▸ DATA TO PROCESS
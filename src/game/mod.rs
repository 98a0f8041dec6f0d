//! Turn state, dice, scoring and the turn controller.
//!
//! ## Key Types
//!
//! - `TurnState`: One ply, built from persistent collections
//! - `Game`: History stack plus the commit sequence
//! - `Snapshot`: Versioned JSON/bincode form of a whole game

pub mod controller;
pub mod dice;
pub mod event;
pub mod scoring;
pub mod snapshot;
pub mod state;

pub use controller::{centers, Game, GameBuilder};
pub use dice::{fewest_held, resolve_roll, roll_dice, CROWN_DAY, INCOME_SIDES, TAX_CAP, TAX_SIDES};
pub use event::{ClaimHow, Event, PlaceHow};
pub use scoring::{ace_value, district_total, score, DistrictScore, GameResult, ScoreSheet};
pub use snapshot::{Snapshot, SnapshotError, SNAPSHOT_VERSION};
pub use state::{Choice, Roll, TurnState};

▸ AIM OF THE TASK
Where a line in the entries holds the word "event", copy that line.

▸ RESPONSE TO THE EXERCISE
pub mod event;
pub use event::{ClaimHow, Event, PlaceHow};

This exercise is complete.